(PROVIDED DATA begins)

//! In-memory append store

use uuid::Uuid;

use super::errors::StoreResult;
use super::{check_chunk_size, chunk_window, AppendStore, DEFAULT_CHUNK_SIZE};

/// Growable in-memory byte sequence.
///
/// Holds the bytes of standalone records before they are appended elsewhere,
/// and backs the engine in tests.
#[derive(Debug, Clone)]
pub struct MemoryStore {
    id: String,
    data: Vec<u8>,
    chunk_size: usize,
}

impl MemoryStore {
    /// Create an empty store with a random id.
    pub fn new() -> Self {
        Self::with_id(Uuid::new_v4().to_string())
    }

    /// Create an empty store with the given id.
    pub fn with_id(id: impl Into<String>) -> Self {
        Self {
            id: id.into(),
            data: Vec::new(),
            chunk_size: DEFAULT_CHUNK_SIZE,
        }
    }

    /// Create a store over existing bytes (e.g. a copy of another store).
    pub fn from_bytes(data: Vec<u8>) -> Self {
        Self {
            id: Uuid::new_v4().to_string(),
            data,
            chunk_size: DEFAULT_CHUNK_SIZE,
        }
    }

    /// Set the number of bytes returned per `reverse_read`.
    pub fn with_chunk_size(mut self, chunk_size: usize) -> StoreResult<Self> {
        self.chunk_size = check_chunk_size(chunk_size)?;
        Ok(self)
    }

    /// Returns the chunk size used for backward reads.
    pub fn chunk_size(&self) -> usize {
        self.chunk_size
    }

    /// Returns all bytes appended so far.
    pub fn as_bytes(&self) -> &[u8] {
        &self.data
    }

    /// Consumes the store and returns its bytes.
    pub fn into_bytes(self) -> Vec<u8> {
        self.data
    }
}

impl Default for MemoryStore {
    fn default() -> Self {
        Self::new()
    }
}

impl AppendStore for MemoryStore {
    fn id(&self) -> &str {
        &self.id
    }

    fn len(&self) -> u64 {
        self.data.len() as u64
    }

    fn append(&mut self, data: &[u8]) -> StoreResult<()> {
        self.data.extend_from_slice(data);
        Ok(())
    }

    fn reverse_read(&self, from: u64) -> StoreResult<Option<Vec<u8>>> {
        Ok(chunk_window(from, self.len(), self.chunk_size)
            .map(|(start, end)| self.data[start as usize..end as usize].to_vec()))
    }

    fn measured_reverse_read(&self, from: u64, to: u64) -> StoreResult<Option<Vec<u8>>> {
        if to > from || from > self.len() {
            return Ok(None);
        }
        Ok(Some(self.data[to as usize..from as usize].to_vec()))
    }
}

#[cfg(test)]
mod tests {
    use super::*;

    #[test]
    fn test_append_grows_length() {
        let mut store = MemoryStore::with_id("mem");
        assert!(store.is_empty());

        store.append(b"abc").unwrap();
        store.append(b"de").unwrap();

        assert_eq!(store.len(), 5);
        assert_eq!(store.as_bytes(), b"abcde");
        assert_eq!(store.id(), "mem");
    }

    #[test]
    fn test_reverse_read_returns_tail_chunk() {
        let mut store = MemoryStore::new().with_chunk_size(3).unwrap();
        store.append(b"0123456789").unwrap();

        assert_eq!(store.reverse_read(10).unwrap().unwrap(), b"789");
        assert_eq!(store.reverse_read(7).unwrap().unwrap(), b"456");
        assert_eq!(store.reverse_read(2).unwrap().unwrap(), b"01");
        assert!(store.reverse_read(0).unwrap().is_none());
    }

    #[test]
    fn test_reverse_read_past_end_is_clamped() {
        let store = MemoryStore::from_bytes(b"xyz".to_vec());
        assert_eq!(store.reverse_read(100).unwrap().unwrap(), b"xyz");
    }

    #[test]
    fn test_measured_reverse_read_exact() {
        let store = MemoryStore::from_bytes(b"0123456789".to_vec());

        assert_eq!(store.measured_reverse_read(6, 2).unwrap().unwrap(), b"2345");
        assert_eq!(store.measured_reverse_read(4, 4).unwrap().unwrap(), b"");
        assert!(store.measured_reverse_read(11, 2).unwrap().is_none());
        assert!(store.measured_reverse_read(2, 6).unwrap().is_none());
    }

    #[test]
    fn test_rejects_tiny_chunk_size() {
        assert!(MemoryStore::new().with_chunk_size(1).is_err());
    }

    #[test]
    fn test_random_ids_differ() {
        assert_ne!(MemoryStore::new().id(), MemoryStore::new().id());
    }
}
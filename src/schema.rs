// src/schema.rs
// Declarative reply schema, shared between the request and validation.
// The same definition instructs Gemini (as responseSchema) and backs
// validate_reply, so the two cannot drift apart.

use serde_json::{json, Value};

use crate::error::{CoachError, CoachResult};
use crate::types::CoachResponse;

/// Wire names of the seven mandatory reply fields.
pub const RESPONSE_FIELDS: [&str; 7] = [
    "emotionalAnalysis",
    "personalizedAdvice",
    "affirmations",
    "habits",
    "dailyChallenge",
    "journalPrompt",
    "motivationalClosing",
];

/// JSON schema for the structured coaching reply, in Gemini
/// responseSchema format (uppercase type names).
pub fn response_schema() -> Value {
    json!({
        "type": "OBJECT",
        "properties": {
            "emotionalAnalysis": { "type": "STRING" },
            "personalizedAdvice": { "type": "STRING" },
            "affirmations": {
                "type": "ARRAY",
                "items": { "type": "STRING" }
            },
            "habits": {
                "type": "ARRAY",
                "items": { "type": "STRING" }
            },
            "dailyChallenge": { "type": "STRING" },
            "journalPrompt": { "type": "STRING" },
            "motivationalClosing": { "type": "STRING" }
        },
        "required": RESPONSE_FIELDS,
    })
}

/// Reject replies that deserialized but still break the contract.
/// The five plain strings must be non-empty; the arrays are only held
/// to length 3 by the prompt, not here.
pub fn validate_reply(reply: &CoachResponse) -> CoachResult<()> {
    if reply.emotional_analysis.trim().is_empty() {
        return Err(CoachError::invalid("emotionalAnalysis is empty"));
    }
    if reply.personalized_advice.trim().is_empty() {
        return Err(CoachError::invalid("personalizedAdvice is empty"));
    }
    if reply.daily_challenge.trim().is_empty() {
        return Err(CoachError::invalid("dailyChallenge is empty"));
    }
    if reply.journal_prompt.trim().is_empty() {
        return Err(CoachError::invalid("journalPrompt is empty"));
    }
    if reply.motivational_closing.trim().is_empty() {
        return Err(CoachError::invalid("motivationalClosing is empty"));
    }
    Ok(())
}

(PROVIDED DATA ends)
(PROVIDED DATA begins)

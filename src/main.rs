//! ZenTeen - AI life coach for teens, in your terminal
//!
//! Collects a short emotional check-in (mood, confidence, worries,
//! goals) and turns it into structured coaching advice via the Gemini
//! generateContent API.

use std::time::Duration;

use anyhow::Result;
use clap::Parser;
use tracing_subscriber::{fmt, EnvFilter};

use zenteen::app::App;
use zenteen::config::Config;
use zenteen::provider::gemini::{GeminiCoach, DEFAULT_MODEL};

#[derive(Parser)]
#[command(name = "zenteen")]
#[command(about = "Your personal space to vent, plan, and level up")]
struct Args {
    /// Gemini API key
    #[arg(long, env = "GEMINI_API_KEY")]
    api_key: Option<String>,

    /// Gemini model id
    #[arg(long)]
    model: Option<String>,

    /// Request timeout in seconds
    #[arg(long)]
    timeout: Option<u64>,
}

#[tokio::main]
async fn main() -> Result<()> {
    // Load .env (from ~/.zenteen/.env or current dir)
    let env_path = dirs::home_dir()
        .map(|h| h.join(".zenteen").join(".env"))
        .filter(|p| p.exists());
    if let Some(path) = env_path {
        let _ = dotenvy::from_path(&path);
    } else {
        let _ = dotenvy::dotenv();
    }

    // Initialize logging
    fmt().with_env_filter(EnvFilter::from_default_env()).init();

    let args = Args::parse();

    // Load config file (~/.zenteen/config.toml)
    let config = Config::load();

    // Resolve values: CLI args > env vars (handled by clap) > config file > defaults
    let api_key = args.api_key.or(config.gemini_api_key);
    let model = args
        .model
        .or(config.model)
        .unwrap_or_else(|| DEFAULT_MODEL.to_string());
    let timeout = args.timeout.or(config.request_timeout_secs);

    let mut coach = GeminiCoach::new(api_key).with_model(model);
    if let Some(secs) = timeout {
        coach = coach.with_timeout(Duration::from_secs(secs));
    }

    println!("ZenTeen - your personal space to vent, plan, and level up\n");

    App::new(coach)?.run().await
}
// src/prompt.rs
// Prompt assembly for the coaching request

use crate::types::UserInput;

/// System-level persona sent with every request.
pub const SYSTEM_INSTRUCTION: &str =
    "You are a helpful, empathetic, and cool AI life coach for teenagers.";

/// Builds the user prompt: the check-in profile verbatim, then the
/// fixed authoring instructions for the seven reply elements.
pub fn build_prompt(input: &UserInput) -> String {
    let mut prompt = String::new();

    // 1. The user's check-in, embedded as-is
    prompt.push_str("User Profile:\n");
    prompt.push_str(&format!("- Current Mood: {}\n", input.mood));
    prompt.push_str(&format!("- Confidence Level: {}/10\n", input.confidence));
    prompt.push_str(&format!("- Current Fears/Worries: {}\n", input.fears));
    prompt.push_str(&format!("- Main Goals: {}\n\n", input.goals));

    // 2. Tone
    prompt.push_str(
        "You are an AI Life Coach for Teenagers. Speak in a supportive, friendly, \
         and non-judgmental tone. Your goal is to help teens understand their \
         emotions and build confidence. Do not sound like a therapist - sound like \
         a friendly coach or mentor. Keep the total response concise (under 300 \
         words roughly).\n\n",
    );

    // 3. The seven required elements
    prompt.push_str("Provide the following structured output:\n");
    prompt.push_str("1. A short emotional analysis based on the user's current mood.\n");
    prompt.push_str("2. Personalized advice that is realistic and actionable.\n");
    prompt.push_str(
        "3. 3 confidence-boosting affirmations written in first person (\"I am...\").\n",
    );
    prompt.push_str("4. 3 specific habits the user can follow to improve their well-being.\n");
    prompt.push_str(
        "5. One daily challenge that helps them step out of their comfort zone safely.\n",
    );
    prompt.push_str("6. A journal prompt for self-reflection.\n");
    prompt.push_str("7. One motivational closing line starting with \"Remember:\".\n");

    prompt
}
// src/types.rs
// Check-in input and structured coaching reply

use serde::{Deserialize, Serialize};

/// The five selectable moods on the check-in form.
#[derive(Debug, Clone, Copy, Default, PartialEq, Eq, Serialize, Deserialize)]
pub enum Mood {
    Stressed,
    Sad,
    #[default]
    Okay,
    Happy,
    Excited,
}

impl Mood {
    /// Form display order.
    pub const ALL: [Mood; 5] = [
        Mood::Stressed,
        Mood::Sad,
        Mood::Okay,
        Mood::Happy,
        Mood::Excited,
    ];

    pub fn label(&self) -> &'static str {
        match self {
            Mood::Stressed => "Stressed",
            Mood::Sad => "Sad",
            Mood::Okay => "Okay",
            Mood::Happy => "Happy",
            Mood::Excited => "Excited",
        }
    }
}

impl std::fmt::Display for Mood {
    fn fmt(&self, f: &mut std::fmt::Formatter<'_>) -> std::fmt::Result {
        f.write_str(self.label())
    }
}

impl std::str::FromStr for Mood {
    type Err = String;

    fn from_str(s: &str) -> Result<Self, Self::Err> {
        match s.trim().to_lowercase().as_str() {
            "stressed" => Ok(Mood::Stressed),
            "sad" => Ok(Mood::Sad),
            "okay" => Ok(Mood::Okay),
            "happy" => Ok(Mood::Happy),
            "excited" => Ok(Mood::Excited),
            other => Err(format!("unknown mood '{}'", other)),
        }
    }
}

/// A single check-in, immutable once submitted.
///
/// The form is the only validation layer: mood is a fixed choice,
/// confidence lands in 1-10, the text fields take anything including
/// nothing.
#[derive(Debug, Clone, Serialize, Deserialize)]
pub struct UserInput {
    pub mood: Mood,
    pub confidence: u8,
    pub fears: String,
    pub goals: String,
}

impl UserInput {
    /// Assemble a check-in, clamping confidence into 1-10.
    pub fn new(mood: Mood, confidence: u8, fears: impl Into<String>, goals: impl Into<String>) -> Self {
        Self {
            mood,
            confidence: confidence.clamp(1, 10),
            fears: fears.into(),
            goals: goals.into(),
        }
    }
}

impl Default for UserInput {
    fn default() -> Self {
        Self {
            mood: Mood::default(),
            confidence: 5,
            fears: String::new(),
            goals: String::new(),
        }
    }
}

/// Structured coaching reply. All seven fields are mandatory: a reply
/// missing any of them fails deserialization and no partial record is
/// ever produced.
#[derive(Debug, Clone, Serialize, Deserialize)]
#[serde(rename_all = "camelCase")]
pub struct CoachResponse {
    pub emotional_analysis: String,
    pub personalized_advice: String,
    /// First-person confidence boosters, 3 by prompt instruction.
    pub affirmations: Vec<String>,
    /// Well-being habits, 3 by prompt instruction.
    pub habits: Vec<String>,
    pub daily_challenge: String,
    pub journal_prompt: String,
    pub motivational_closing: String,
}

(PROVIDED DATA ends)
(PROVIDED DATA begins)

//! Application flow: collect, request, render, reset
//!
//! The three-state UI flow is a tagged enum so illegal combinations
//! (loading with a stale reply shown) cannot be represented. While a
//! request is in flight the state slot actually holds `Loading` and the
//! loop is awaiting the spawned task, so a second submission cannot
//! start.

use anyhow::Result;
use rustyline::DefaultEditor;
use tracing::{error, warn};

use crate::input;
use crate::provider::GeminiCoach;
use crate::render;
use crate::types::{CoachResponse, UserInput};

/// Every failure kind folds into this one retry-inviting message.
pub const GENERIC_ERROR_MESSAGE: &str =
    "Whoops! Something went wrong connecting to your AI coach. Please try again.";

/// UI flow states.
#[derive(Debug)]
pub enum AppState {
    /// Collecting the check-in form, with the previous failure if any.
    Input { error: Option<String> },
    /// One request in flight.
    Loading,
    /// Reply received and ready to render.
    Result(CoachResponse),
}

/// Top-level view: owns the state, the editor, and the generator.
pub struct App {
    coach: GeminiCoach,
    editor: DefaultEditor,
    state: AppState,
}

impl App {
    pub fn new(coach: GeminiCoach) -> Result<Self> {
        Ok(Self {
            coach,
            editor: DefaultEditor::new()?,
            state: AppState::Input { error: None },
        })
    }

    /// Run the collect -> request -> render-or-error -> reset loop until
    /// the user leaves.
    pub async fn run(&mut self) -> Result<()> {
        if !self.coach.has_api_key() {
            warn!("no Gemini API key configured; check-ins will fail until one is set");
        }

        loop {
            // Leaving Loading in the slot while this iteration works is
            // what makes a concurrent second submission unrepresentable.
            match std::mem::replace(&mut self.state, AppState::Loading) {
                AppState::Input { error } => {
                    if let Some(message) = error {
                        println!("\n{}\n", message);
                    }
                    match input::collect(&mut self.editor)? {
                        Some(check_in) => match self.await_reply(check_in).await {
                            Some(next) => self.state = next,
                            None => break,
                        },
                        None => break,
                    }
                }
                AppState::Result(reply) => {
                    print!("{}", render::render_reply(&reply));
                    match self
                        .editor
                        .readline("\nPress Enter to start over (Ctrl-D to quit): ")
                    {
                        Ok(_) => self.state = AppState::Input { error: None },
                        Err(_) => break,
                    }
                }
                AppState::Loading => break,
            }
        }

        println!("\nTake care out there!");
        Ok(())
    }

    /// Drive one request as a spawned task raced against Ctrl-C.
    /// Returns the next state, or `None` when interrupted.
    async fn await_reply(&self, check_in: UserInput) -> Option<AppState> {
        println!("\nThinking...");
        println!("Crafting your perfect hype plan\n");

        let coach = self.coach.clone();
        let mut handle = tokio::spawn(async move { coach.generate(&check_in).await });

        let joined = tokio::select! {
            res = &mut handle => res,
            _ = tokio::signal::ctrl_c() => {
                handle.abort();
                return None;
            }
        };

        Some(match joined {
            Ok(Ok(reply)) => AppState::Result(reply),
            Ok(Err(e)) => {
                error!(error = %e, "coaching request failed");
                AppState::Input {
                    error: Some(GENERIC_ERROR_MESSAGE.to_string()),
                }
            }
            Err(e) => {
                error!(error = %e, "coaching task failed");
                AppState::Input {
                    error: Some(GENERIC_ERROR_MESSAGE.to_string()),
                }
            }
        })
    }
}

(PROVIDED DATA ends)

YOUR TASK: If a line in the entries above has the word "const", copy it.

SOLVED EXERCISE:
pub const RESPONSE_FIELDS: [&str; 7] = [
pub const SYSTEM_INSTRUCTION: &str =
    pub const ALL: [Mood; 5] = [
pub const GENERIC_ERROR_MESSAGE: &str =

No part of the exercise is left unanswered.